Start of DATA LISTING

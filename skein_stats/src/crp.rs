//! Chinese Restaurant Process prior over the partition of a column's rows
use std::collections::BTreeMap;

use serde::{Deserialize, Serialize};
use skein_data::CategoryId;
use skein_utils::ln_normalize;
use thiserror::Error;

/// Key of a CRP weight map: an existing category or the synthetic slot for a
/// new one
#[derive(
    Clone, Copy, Debug, Serialize, Deserialize, PartialEq, Eq, PartialOrd, Ord,
    Hash,
)]
#[serde(rename_all = "snake_case")]
pub enum CrpKey {
    Category(CategoryId),
    Aux,
}

impl CrpKey {
    /// The category id, if the key names an existing category
    pub fn category(self) -> Option<CategoryId> {
        match self {
            Self::Category(id) => Some(id),
            Self::Aux => None,
        }
    }
}

#[derive(Clone, Debug, Error, PartialEq)]
pub enum CrpError {
    /// The concentration parameter must be finite and positive
    #[error("CRP alpha must be finite and greater than zero, got {0}")]
    InvalidAlpha(f64),
}

/// The Chinese Restaurant Process with concentration `alpha`
#[derive(Clone, Copy, Debug, Serialize, Deserialize, PartialEq)]
pub struct Crp {
    alpha: f64,
}

impl Crp {
    pub fn new(alpha: f64) -> Result<Self, CrpError> {
        if alpha.is_finite() && alpha > 0.0 {
            Ok(Self { alpha })
        } else {
            Err(CrpError::InvalidAlpha(alpha))
        }
    }

    #[inline]
    pub fn alpha(&self) -> f64 {
        self.alpha
    }

    /// Unnormalized log weight of joining a category with `n_k` members
    #[inline]
    pub fn ln_gibbs_weight(&self, n_k: usize) -> f64 {
        (n_k as f64).ln()
    }

    /// Unnormalized log weight of opening a new category
    #[inline]
    pub fn ln_singleton_weight(&self) -> f64 {
        self.alpha.ln()
    }

    /// Unnormalized log weights of each category in `counts`, plus `Aux` if
    /// `append_new` is `true`.
    pub fn ln_weights(
        &self,
        counts: &BTreeMap<CategoryId, usize>,
        append_new: bool,
    ) -> BTreeMap<CrpKey, f64> {
        let mut weights: BTreeMap<CrpKey, f64> = counts
            .iter()
            .map(|(&id, &n_k)| {
                (CrpKey::Category(id), self.ln_gibbs_weight(n_k))
            })
            .collect();

        if append_new {
            weights.insert(CrpKey::Aux, self.ln_singleton_weight());
        }
        weights
    }

    /// Normalized log weights: the log probability that the next row joins
    /// each category, or opens a new one if `append_new` is `true`.
    ///
    /// # Example
    ///
    /// ```
    /// # use skein_stats::{Crp, CrpKey};
    /// # use skein_data::CategoryId;
    /// # use std::collections::BTreeMap;
    /// let crp = Crp::new(1.0).unwrap();
    /// let counts: BTreeMap<CategoryId, usize> =
    ///     [(CategoryId(0), 3)].into_iter().collect();
    ///
    /// let weights = crp.weights(&counts, true);
    /// let p_join = weights[&CrpKey::Category(CategoryId(0))].exp();
    /// let p_new = weights[&CrpKey::Aux].exp();
    ///
    /// assert!((p_join - 0.75).abs() < 1E-12);
    /// assert!((p_new - 0.25).abs() < 1E-12);
    /// ```
    pub fn weights(
        &self,
        counts: &BTreeMap<CategoryId, usize>,
        append_new: bool,
    ) -> BTreeMap<CrpKey, f64> {
        ln_normalize(&self.ln_weights(counts, append_new))
    }

    /// The log probability of a partition with the given category sizes
    pub fn ln_f_partition(&self, counts: &[usize]) -> f64 {
        let n: usize = counts.iter().sum();
        lcrp(n, counts, self.alpha)
    }
}

/// The log probability of a partition of `n` items into categories of size
/// `cts` under CRP(`alpha`)
pub fn lcrp(n: usize, cts: &[usize], alpha: f64) -> f64 {
    let k: f64 = cts.len() as f64;
    let gsum = cts.iter().fold(0.0, |acc, ct| {
        acc + ::special::Gamma::ln_gamma(*ct as f64).0
    });
    let cpnt_2 = ::special::Gamma::ln_gamma(alpha).0
        - ::special::Gamma::ln_gamma(n as f64 + alpha).0;
    gsum + k.mul_add(alpha.ln(), cpnt_2)
}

End of DATA LISTING

EXERCISE GOAL
Report all lines in the records that include the string "Gamma".

ANSWER
        acc + ::special::Gamma::ln_gamma(*ct as f64).0
    let cpnt_2 = ::special::Gamma::ln_gamma(alpha).0
        - ::special::Gamma::ln_gamma(n as f64 + alpha).0;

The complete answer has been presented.